Rodrigo repasa algunos ejemplos respecto al aparato de impunidad permanente montado por el Gobierno Provincial: “Podemos hablar de la desaparición de Facundo Rivera Alegre, como puede ser la complicidad judicial para no juzgar como femicidio al asesinato de una mujer esta semana. O los entramados que hay para encubrir los supuestos suicidios en las cárceles. O las amenazas que sufren los jóvenes en los barrios, como pasó ayer por ejemplo, que un pibe iba con una remera con la cara de una víctima de asesinato policial y la policía le obligó a sacarse y romper la remera. Podemos hablar mucho más de esto”.

El rol del Estado

Este año la consigna de la marcha no deja lugar a dobles interpretaciones: “¿Cuánto más? El Estado es responsable”.

Según aclaran desde el Colectivo de Jóvenes, señalar la responsabilidad del Estado en las prácticas represivas de las fuerzas de seguridad es parte de un proceso de diez años de organización y lucha. “Año a año fuimos encontrando diferentes aristas: identificábamos un artículo del Código de Faltas, o la inconstitucionalidad del Código, o las políticas de seguridad del gobierno.
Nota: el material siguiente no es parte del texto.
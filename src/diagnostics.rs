//! Non-fatal warnings accumulated during a call.
//!
//! Every warning is logged through `tracing` when it is recorded and kept in
//! the returned [`Diagnostics`] so callers can inspect it programmatically.
use tracing::warn;

/// A recoverable condition; processing continued with the documented fallback.
#[derive(Debug, Clone, PartialEq)]
pub enum Warning {
    /// Phase and data lengths differed by 2–10 samples; the shorter was used.
    Recoverable {
        trial: usize,
        phase_len: usize,
        data_len: usize,
    },
    /// The carrier may not be independent of the warped data.
    Circularity { reason: String },
}

impl std::fmt::Display for Warning {
    fn fmt(&self, f: &mut std::fmt::Formatter<'_>) -> std::fmt::Result {
        match self {
            Warning::Recoverable { trial, phase_len, data_len } => write!(
                f,
                "trial {trial}: phase ({phase_len}) and data ({data_len}) lengths differ, \
                 truncated to the shorter"
            ),
            Warning::Circularity { reason } => write!(f, "possible circular inference: {reason}"),
        }
    }
}

/// Warnings collected over one call.
#[derive(Debug, Clone, Default, PartialEq)]
pub struct Diagnostics {
    warnings: Vec<Warning>,
}

impl Diagnostics {
    pub fn new() -> Self {
        Self::default()
    }

    /// Record `w` and emit it at `WARN` level.
    pub fn push(&mut self, w: Warning) {
        warn!("{w}");
        self.warnings.push(w);
    }

    pub fn warnings(&self) -> &[Warning] {
        &self.warnings
    }

    pub fn is_empty(&self) -> bool {
        self.warnings.is_empty()
    }

    pub fn has_circularity(&self) -> bool {
        self.warnings.iter().any(|w| matches!(w, Warning::Circularity { .. }))
    }

    pub fn recoverable_count(&self) -> usize {
        self.warnings
            .iter()
            .filter(|w| matches!(w, Warning::Recoverable { .. }))
            .count()
    }
}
Hoy afirmamos que todo el Estado es responsable”, manifiestan.

“Y cuando decimos esto, nos referimos al Poder Judicial y su aparto de impunidad; la institución policial y el brazo armado que sostiene el Estado; el Poder Legislativo que nos niega y nos invisibiliza. Decidimos señalarlo fuertemente, no sólo con la consigna sino movilizando hasta el símbolo estatal que es la Casa de Gobierno”, agregan.
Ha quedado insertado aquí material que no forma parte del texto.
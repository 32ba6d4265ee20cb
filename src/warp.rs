//! Clock-to-brain time warping.
//!
//! Each trial is resampled so that the chosen carrier's phase advances
//! linearly in the new time axis: every carrier cycle ends up with the same
//! number of samples.
//!
//! # Algorithm (per call)
//! ```text
//! resolve config (once)
//! remove carrier component from the data     (if a component, by default)
//! redefine trials to the analysis window     (+1 cycle each side for CutArtefact)
//! build template phase                       (stationary ramp or waveshape phase)
//! per trial:
//!   unwrap phase, reconcile phase/data length
//!   DTW(phase, template)         → path (ix, iy)
//!   walk iy                      → cycle boundaries
//!   resize each cycle's samples  → template samples it spans
//!                                  (cycle_dur, less for a partial last cycle)
//!   resize concatenation         → phs_sr · duration samples
//! trim padding cycles                        (CutArtefact)
//! ```
//!
//! With `duration = t1 − t0`:
//! ```text
//! n_cycles  = freq · duration
//! out_len   = round(phs_sr · duration)
//! cycle_dur = round(out_len / n_cycles)
//! ```
use std::f64::consts::PI;

use ndarray::{concatenate, s, Array2, ArrayView2, Axis};
use rayon::prelude::*;
use tracing::{debug, info};

use crate::config::{CutMethod, PhaseMethod, ResolvedWarp, WarpConfig, WarpMethod};
use crate::diagnostics::{Diagnostics, Warning};
use crate::dtw::{dtw, WarpPath};
use crate::error::{BrainTimeError, Result};
use crate::parallel;
use crate::phase::{find_troughs, instantaneous_phase, linspace, smooth, unwrap};
use crate::report::{NullReporter, Reporter};
use crate::resize::{resize, resize_1d};
use crate::trial::{Label, SourceOrigin, Trial, TrialSet, WarpingSource};

/// Span of the moving average applied to the average waveshape.
const WAVESHAPE_SMOOTH_SPAN: usize = 5;
/// Largest phase/data length difference that is corrected silently.
const SILENT_MISMATCH: usize = 1;
/// Largest phase/data length difference that is corrected at all.
const MAX_MISMATCH: usize = 10;
/// Largest relative GED/FFT phase length difference.
const MAX_GED_MISMATCH: f64 = 0.05;

// ── Output ────────────────────────────────────────────────────────────────

/// Brain-time-warped trials.
///
/// Every trial has `time.len()` samples and the same time vector.
#[derive(Debug, Clone, PartialEq)]
pub struct WarpedData {
    pub trials: Vec<Trial>,
    /// Shared time axis in second-equivalents (one carrier cycle = `1/warp_freq`).
    pub time: Vec<f64>,
    /// Output sampling rate (samples per second-equivalent).
    pub sfreq: f64,
    pub channels: Vec<String>,
    /// Carrier frequency in Hz.
    pub warp_freq: f64,
    /// Cycles in the output (padding cycles excluded).
    pub n_cycles: f64,
    /// Samples per cycle before the final resize.
    pub cycle_dur: usize,
    pub method: WarpMethod,
    pub cut: CutMethod,
    /// Clock-time window the carrier phase refers to.
    pub phase_window: (f64, f64),
    pub component_removed: bool,
    pub diagnostics: Diagnostics,
}

impl WarpedData {
    pub fn n_samples(&self) -> usize {
        self.time.len()
    }

    /// Labels in trial order.
    pub fn labels(&self) -> Vec<Label> {
        self.trials.iter().map(Trial::label).collect()
    }

    /// View as a [`TrialSet`] for downstream classification.
    pub fn to_trial_set(&self) -> TrialSet {
        TrialSet {
            trials: self.trials.clone(),
            sfreq: self.sfreq,
            channels: self.channels.clone(),
        }
    }
}

/// Template phase shared by all trials of a call.
#[derive(Debug, Clone, PartialEq)]
pub struct Template {
    /// Unwrapped phase, `out_len` samples.
    pub phase: Vec<f64>,
    pub n_cycles: f64,
    pub cycle_dur: usize,
}

/// Result of warping one trial.
#[derive(Debug, Clone, PartialEq)]
pub struct TrialWarp {
    /// `[C, out_len]`.
    pub data: Array2<f64>,
    pub path: WarpPath,
    /// Path positions (into `path.ix`) that end each cycle.
    pub boundaries: Vec<usize>,
}

// ── Templates ─────────────────────────────────────────────────────────────

/// Linear phase ramp from `−π` to `2π·n_cycles − π` over `n_samples`.
pub fn stationary_template(n_cycles: f64, n_samples: usize) -> Vec<f64> {
    linspace(-PI, 2.0 * PI * n_cycles - PI, n_samples)
}

/// Phase of the average waveshape tiled to `n_cycles` cycles.
///
/// The smoothed waveshape must have exactly two troughs; the samples from the
/// first up to (not including) the second form one cycle.  The cycle is tiled
/// `floor(n_cycles)` times and the leading fraction of one more cycle is
/// appended.  The analytic phase of that signal, unwrapped, is resized to
/// `n_samples`.
pub fn waveshape_template(waveshape: &[f64], n_cycles: f64, n_samples: usize) -> Result<Vec<f64>> {
    let smoothed = smooth(waveshape, WAVESHAPE_SMOOTH_SPAN);
    let troughs = find_troughs(&smoothed);
    let &[first, second] = troughs.as_slice() else {
        return Err(BrainTimeError::InsufficientSignalQuality { troughs: troughs.len() });
    };
    let cycle = &smoothed[first..second];

    let whole = n_cycles.floor() as usize;
    let partial = ((n_cycles - n_cycles.floor()) * cycle.len() as f64).round() as usize;
    let mut tiled = Vec::with_capacity(whole * cycle.len() + partial);
    for _ in 0..whole {
        tiled.extend_from_slice(cycle);
    }
    tiled.extend_from_slice(&cycle[..partial.min(cycle.len())]);

    let phase = unwrap(&instantaneous_phase(&tiled));
    Ok(resize_1d(&phase, n_samples))
}

// ── Per-trial warp ────────────────────────────────────────────────────────

/// Path positions where a cycle ends.
///
/// Position `k` ends a cycle when template index `iy[k] + 1` is a multiple of
/// `cycle_dur` and the path moves on to the next template index; the last
/// position always ends a cycle.
pub fn cycle_boundaries(iy: &[usize], cycle_dur: usize) -> Vec<usize> {
    let Some(last) = iy.len().checked_sub(1) else {
        return vec![];
    };
    let mut out: Vec<usize> = (0..last)
        .filter(|&k| (iy[k] + 1) % cycle_dur == 0 && iy[k + 1] != iy[k])
        .collect();
    out.push(last);
    out
}

/// Warp one trial's `[C, n]` data given its unwrapped phase (length `n`).
pub fn warp_trial(
    data: ArrayView2<'_, f64>,
    phase: &[f64],
    template: &Template,
) -> Result<TrialWarp> {
    if data.ncols() != phase.len() {
        return Err(BrainTimeError::shape("trial phase length", data.ncols(), phase.len()));
    }
    let path = dtw(phase, &template.phase)?;
    let boundaries = cycle_boundaries(&path.iy, template.cycle_dur);

    // Each range is stretched to the template samples it covers: `cycle_dur`
    // for whole cycles, fewer for a trailing partial cycle.
    let mut cycles = Vec::with_capacity(boundaries.len());
    let mut start = 0;
    for &end in &boundaries {
        let cycle = data.select(Axis(1), &path.ix[start..=end]);
        let span = path.iy[end] - path.iy[start] + 1;
        cycles.push(resize(cycle.view(), span));
        start = end + 1;
    }
    let views: Vec<ArrayView2<'_, f64>> = cycles.iter().map(|c| c.view()).collect();
    let joined = concatenate(Axis(1), &views)
        .map_err(|e| BrainTimeError::shape("warped cycles", "equal channel counts", e.to_string()))?;

    Ok(TrialWarp {
        data: resize(joined.view(), template.phase.len()),
        path,
        boundaries,
    })
}

// ── Entry points ──────────────────────────────────────────────────────────

/// Warp every trial of `data` to brain time using `source`'s carrier.
pub fn clock_to_brain(
    data: &TrialSet,
    source: &WarpingSource,
    cfg: &WarpConfig,
) -> Result<WarpedData> {
    clock_to_brain_with_reporter(data, source, cfg, &NullReporter)
}

/// [`clock_to_brain`], handing warping paths to `reporter` when
/// `cfg.visual_check` is on.
pub fn clock_to_brain_with_reporter(
    data: &TrialSet,
    source: &WarpingSource,
    cfg: &WarpConfig,
    reporter: &dyn Reporter,
) -> Result<WarpedData> {
    let rc = cfg.resolve(data.sfreq, source.is_component())?;
    validate_source(data, source)?;
    let mut diagnostics = Diagnostics::new();

    let phase_rows = select_phase(source, rc.phase_method)?;

    // Component removal happens on a copy; the caller's data is untouched.
    let mut data = data.clone();
    let component_removed = match (&source.origin, rc.remove_component) {
        (SourceOrigin::Component { index, decomposition }, true) => {
            for trial in &mut data.trials {
                decomposition.remove_from(&mut trial.data, *index)?;
            }
            info!(component = index, "removed carrier component from data");
            true
        }
        _ => false,
    };

    let period = 1.0 / source.freq;
    let (t0, t1) = source.time_window;
    let (w0, w1, phase_window) = match source.cut {
        CutMethod::ConsistentTime => (t0, t1, (t0, t1)),
        CutMethod::CutArtefact => (
            t0 - period,
            t1 + period,
            (t0 - 0.5 * period, t1 + 0.5 * period),
        ),
    };
    let data = data.redefine(w0, w1)?;

    let template = build_template(source, &rc, w1 - w0)?;
    debug!(
        n_cycles = template.n_cycles,
        cycle_dur = template.cycle_dur,
        out_len = template.phase.len(),
        "template ready"
    );

    let trim = match source.cut {
        CutMethod::ConsistentTime => 0,
        CutMethod::CutArtefact => (rc.phs_sr * period).round() as usize,
    };
    let out_len = template.phase.len();
    if 2 * trim >= out_len {
        return Err(BrainTimeError::config(
            "time_window",
            "window too short to trim one padding cycle from each side",
        ));
    }
    let kept = out_len - 2 * trim;
    let offset = match source.cut {
        CutMethod::ConsistentTime => 0.0,
        CutMethod::CutArtefact => period,
    };
    let time: Vec<f64> = (0..kept).map(|s| s as f64 / rc.phs_sr + offset).collect();

    let results: Vec<Result<(TrialWarp, Option<Warning>)>> = parallel::install(rc.workers, || {
        data.trials
            .par_iter()
            .zip(phase_rows.par_iter())
            .enumerate()
            .map(|(i, (trial, phase))| warp_one(i, trial, phase, &template))
            .collect()
    })?;

    let mut trials = Vec::with_capacity(results.len());
    for (i, (result, trial)) in results.into_iter().zip(&data.trials).enumerate() {
        let (warp, warning) = result?;
        if let Some(w) = warning {
            diagnostics.push(w);
        }
        if rc.visual_check {
            reporter.warp_path(i, &warp.path, &warp.boundaries);
        }
        let kept_data = warp.data.slice(s![.., trim..trim + kept]).to_owned();
        trials.push(Trial::new(kept_data, time.clone(), trial.label())?);
    }

    if !component_removed {
        let reason = match (&source.origin, cfg.remove_component) {
            (SourceOrigin::Component { .. }, _) => {
                "carrier component was not removed from the data (remove_component = Some(false))"
            }
            _ => "carrier was taken from the data it warps; results may be circular",
        };
        diagnostics.push(Warning::Circularity { reason: reason.to_string() });
    }

    let n_cycles = match source.cut {
        CutMethod::ConsistentTime => template.n_cycles,
        CutMethod::CutArtefact => template.n_cycles - 2.0,
    };
    info!(
        trials = trials.len(),
        samples = kept,
        n_cycles,
        warnings = diagnostics.warnings().len(),
        "clock-to-brain warp done"
    );

    Ok(WarpedData {
        trials,
        time,
        sfreq: rc.phs_sr,
        channels: data.channels.clone(),
        warp_freq: source.freq,
        n_cycles,
        cycle_dur: template.cycle_dur,
        method: rc.method,
        cut: source.cut,
        phase_window,
        component_removed,
        diagnostics,
    })
}

// ── Helpers ───────────────────────────────────────────────────────────────

fn validate_source(data: &TrialSet, source: &WarpingSource) -> Result<()> {
    if !(source.freq > 0.0 && source.freq.is_finite()) {
        return Err(BrainTimeError::config("freq", format!("carrier frequency must be > 0, got {}", source.freq)));
    }
    if source.duration() <= 0.0 {
        return Err(BrainTimeError::config(
            "time_window",
            format!("need t0 < t1, got {:?}", source.time_window),
        ));
    }
    if source.phase.len() != data.len() {
        return Err(BrainTimeError::shape("phase rows (one per trial)", data.len(), source.phase.len()));
    }
    Ok(())
}

fn select_phase(source: &WarpingSource, method: PhaseMethod) -> Result<&[Vec<f64>]> {
    match method {
        PhaseMethod::Fft => Ok(&source.phase),
        PhaseMethod::Ged => {
            let ged = source.ged_phase.as_ref().ok_or(BrainTimeError::MissingGedPhase)?;
            if ged.len() != source.phase.len() {
                return Err(BrainTimeError::shape("GED phase rows", source.phase.len(), ged.len()));
            }
            for (trial, (g, f)) in ged.iter().zip(&source.phase).enumerate() {
                let rel = g.len().abs_diff(f.len()) as f64 / f.len().max(1) as f64;
                if rel > MAX_GED_MISMATCH {
                    return Err(BrainTimeError::GedPhaseLengthMismatch {
                        trial,
                        ged_len: g.len(),
                        fft_len: f.len(),
                    });
                }
            }
            Ok(ged)
        }
    }
}

fn build_template(source: &WarpingSource, rc: &ResolvedWarp, duration: f64) -> Result<Template> {
    let n_cycles = source.freq * duration;
    let out_len = (rc.phs_sr * duration).round() as usize;
    let cycle_dur = (out_len as f64 / n_cycles).round() as usize;
    if out_len < 2 || cycle_dur == 0 {
        return Err(BrainTimeError::config(
            "bts_rate",
            format!(
                "{} samples/s over {duration} s gives {out_len} samples and {cycle_dur} per cycle; \
                 raise bts_rate",
                rc.phs_sr
            ),
        ));
    }

    let phase = match rc.method {
        WarpMethod::Stationary => stationary_template(n_cycles, out_len),
        WarpMethod::Waveshape => {
            let shape = source.waveshape.as_deref().ok_or_else(|| {
                BrainTimeError::config(
                    "method",
                    "WarpMethod::Waveshape needs the source's average waveshape; \
                     use WarpMethod::Stationary",
                )
            })?;
            waveshape_template(shape, n_cycles, out_len)?
        }
    };
    Ok(Template { phase, n_cycles, cycle_dur })
}

/// Reconcile lengths and warp one trial.
fn warp_one(
    index: usize,
    trial: &Trial,
    raw_phase: &[f64],
    template: &Template,
) -> Result<(TrialWarp, Option<Warning>)> {
    let phase = unwrap(raw_phase);
    let (p_len, d_len) = (phase.len(), trial.n_samples());
    let diff = p_len.abs_diff(d_len);
    if diff > MAX_MISMATCH {
        return Err(BrainTimeError::PhaseLengthMismatch { trial: index, phase_len: p_len, data_len: d_len });
    }
    let warning = (diff > SILENT_MISMATCH).then_some(Warning::Recoverable {
        trial: index,
        phase_len: p_len,
        data_len: d_len,
    });

    // The tail of the longer series is dropped.
    let n = p_len.min(d_len);
    let warp = warp_trial(trial.data.slice(s![.., ..n]), &phase[..n], template)?;
    Ok((warp, warning))
}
El pedido de justicia y el fin de la impunidad, la derogación del Código de Convivencia, la finalización de los abusos policiales y los casos de gatillo fácil, son los ejes de los reclamos que llevarán miles de personas este viernes por el centro de la ciudad. “¿Cuánto más vamos a seguir soportando que el Estado nos persiga, nos mienta y encubra a los responsables?”, sentencia Rodrigo.